- _ASSIGNMENT_
Search each line below for the word "Some" and list those that contain it.

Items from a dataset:
-------------------------

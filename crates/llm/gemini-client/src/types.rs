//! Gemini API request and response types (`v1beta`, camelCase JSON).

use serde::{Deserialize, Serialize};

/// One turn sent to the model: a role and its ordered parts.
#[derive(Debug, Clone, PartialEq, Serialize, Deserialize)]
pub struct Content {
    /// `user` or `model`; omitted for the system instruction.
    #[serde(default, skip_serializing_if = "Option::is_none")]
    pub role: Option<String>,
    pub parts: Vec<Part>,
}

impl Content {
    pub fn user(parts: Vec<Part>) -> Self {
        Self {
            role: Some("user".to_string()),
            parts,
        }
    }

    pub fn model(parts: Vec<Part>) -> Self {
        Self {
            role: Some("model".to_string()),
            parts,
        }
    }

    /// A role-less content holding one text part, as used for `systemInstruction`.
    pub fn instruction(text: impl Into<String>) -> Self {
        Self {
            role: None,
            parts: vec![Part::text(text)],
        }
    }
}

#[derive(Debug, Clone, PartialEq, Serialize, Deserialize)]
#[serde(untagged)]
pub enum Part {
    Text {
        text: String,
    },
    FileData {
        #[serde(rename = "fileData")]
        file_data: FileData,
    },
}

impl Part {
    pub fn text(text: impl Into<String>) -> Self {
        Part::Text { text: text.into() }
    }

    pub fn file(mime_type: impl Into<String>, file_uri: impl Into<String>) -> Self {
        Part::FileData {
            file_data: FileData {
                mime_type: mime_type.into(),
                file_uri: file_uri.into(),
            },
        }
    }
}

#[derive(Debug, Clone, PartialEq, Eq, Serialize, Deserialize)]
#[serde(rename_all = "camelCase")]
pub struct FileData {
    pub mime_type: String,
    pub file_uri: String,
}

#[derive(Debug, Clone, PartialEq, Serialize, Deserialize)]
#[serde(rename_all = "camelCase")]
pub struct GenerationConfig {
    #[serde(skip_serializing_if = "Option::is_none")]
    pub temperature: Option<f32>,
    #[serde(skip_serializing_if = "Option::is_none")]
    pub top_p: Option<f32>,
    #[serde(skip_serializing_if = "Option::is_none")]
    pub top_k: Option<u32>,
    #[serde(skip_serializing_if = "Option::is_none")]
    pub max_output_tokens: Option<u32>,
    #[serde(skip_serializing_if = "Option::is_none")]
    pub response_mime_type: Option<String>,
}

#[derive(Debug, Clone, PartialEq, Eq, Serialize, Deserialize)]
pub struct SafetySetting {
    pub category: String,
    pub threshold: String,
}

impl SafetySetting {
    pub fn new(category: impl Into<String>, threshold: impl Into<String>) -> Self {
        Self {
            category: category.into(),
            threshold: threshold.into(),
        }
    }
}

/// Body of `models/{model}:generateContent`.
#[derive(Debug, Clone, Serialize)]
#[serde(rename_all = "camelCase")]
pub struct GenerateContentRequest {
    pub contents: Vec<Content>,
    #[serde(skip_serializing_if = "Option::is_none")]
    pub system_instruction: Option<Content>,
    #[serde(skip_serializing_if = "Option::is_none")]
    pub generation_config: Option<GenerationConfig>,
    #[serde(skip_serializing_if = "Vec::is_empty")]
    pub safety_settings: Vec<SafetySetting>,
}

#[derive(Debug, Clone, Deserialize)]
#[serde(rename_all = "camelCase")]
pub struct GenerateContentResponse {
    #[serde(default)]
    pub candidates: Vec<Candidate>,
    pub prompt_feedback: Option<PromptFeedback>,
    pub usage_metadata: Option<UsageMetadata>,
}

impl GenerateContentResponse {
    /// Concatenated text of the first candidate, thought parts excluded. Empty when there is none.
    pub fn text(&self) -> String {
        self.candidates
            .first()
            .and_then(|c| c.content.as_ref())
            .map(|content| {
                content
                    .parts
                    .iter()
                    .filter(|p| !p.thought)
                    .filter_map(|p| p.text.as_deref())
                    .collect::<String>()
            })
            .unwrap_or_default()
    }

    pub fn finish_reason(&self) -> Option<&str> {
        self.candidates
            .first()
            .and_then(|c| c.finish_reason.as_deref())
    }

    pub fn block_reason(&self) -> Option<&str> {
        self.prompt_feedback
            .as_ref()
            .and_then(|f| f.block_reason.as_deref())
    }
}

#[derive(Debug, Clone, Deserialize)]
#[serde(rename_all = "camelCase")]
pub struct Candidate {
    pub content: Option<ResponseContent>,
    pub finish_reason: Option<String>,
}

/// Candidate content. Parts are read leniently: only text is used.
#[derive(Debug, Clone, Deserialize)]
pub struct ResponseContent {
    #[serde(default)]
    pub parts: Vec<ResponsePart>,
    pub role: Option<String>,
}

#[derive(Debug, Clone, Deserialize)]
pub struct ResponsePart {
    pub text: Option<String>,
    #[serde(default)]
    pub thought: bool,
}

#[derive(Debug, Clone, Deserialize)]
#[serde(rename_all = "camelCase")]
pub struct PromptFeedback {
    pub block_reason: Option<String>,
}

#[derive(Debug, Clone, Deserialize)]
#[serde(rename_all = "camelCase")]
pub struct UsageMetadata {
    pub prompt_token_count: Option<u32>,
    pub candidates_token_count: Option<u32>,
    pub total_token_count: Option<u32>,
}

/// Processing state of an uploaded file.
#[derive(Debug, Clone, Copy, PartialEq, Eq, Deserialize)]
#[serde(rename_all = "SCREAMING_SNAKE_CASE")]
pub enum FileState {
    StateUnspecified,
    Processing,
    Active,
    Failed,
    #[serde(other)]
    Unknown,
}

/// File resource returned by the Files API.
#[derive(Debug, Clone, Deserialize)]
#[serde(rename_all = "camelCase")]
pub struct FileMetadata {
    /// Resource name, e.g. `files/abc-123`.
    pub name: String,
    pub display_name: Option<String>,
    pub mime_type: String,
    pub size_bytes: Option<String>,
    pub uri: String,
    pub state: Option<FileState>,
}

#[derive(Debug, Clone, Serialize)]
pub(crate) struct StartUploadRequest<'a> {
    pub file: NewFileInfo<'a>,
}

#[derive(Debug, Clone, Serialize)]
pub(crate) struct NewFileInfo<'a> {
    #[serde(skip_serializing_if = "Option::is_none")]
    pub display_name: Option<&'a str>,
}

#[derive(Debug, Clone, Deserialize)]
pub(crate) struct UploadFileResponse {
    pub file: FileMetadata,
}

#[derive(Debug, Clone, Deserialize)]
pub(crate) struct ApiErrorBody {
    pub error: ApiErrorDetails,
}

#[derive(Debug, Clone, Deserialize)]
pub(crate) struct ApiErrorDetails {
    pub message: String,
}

-------------------------

- _RESPONSE BOX_
            role: Some("user".to_string()),
            role: Some("model".to_string()),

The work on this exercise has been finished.